## Exercise instructions
Should a line below contain the word "predicate", report it.

## Collection entries
* * * * *
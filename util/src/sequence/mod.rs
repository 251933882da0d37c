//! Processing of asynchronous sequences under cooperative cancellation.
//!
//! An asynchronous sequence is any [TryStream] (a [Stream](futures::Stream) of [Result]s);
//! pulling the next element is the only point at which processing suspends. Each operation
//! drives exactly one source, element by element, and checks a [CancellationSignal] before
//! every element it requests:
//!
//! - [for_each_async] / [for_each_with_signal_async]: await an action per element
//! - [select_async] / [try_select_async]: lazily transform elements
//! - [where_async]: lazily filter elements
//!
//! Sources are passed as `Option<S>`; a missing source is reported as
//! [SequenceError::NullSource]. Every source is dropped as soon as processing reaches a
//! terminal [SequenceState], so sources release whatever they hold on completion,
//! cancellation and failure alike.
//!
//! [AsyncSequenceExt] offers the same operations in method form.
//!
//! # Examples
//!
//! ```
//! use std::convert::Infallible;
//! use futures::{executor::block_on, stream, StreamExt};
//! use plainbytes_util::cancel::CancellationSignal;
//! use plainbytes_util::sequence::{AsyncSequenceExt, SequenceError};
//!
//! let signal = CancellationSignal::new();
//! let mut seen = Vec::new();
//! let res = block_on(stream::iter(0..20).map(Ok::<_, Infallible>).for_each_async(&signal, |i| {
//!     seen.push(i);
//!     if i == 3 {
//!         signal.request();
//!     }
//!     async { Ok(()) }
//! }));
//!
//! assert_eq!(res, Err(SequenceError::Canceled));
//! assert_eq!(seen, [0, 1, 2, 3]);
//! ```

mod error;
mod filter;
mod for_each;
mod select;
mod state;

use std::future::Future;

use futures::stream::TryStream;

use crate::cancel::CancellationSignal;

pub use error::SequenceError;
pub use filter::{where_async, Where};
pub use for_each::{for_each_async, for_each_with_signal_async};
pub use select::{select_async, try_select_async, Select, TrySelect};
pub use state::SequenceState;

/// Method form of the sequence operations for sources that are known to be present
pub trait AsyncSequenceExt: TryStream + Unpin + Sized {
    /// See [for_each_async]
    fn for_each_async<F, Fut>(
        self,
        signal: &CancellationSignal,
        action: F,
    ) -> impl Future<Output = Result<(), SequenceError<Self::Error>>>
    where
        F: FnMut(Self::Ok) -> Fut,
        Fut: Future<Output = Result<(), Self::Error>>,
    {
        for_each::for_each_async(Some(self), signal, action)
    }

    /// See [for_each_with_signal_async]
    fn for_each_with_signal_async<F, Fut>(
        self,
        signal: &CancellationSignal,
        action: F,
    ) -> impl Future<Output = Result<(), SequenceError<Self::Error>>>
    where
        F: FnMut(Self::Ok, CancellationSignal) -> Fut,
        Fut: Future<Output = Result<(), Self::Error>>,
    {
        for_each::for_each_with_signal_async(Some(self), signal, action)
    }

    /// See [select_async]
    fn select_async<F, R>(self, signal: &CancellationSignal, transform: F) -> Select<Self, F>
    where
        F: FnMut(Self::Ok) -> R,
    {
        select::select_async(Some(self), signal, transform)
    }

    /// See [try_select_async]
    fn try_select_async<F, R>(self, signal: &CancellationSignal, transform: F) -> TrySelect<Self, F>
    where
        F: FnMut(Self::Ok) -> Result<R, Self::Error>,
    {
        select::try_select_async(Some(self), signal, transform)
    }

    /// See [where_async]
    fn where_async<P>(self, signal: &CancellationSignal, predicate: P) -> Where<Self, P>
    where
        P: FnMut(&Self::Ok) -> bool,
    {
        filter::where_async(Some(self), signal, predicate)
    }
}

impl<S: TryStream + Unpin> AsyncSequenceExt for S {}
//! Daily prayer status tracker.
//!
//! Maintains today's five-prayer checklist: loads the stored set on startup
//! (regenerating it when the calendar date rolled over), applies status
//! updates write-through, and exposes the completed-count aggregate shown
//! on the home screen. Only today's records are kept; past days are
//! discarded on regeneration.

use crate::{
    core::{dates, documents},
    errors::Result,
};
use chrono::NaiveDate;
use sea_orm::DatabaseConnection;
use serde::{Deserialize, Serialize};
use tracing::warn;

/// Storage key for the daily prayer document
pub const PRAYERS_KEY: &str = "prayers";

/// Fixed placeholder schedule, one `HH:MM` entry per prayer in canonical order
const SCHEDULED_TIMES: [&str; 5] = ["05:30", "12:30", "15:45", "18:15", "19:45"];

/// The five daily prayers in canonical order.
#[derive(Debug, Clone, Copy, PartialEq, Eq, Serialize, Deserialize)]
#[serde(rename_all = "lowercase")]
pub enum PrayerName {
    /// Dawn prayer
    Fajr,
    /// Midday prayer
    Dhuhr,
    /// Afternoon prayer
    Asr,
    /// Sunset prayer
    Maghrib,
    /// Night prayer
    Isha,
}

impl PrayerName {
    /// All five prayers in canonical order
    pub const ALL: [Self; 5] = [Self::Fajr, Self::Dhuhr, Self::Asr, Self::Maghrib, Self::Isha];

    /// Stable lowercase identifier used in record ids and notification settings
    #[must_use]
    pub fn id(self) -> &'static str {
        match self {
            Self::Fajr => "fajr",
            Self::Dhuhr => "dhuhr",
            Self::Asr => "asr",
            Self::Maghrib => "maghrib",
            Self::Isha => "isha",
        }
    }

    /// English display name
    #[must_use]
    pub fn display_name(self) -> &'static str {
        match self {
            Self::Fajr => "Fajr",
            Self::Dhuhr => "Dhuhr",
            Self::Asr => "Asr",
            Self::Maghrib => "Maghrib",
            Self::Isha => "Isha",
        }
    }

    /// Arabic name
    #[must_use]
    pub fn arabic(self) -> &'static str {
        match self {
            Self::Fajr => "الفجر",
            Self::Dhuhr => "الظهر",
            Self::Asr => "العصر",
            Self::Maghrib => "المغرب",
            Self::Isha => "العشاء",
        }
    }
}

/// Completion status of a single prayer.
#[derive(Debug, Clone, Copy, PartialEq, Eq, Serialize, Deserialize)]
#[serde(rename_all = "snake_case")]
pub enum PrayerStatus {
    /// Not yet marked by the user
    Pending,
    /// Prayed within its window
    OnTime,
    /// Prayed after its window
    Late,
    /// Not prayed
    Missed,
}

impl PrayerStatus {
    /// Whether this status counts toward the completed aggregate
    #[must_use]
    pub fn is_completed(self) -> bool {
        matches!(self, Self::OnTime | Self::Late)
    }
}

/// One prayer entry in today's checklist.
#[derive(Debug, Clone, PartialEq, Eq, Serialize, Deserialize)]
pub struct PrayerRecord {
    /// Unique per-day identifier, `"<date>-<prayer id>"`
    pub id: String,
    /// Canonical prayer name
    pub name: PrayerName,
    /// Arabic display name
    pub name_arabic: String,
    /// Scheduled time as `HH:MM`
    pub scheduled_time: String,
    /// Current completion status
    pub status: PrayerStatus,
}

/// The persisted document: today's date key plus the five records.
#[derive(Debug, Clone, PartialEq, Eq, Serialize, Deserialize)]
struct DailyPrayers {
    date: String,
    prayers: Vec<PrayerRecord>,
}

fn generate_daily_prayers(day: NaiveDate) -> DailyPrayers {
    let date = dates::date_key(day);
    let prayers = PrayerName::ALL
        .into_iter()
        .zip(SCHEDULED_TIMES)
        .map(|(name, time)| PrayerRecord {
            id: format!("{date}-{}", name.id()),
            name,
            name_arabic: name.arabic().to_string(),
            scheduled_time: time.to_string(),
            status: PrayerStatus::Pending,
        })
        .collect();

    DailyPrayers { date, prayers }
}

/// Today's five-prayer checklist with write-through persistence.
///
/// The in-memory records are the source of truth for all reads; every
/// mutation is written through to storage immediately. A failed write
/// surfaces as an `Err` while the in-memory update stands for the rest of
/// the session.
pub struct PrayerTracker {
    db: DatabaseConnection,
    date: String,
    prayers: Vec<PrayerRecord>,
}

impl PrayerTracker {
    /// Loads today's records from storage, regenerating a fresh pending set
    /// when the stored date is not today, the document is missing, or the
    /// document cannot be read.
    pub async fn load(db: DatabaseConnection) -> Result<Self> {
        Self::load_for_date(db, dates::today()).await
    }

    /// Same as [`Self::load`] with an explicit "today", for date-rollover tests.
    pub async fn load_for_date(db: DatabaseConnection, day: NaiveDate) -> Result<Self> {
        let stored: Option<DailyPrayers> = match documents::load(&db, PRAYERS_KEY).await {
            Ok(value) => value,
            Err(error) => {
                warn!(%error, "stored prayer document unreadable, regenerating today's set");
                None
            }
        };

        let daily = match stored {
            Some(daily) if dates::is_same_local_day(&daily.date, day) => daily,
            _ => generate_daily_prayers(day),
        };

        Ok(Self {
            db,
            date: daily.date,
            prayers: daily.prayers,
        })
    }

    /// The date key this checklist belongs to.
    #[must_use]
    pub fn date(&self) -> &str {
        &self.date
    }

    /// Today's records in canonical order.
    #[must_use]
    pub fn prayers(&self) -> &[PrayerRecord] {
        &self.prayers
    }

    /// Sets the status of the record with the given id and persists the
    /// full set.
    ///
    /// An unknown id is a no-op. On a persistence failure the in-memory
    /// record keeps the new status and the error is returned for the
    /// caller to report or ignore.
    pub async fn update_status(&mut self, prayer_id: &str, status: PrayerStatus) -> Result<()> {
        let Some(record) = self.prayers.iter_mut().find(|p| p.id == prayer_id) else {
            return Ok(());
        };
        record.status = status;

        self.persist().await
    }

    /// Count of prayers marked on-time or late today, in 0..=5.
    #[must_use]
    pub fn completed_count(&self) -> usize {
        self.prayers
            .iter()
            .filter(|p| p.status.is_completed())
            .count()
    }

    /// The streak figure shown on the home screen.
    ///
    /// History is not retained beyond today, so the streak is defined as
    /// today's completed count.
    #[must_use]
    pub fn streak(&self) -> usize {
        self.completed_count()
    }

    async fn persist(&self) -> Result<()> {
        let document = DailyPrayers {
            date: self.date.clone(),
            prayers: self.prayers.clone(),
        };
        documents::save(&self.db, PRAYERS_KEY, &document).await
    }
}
* * * * *
## Result
    fn where_async<P>(self, signal: &CancellationSignal, predicate: P) -> Where<Self, P>
        filter::where_async(Some(self), signal, predicate)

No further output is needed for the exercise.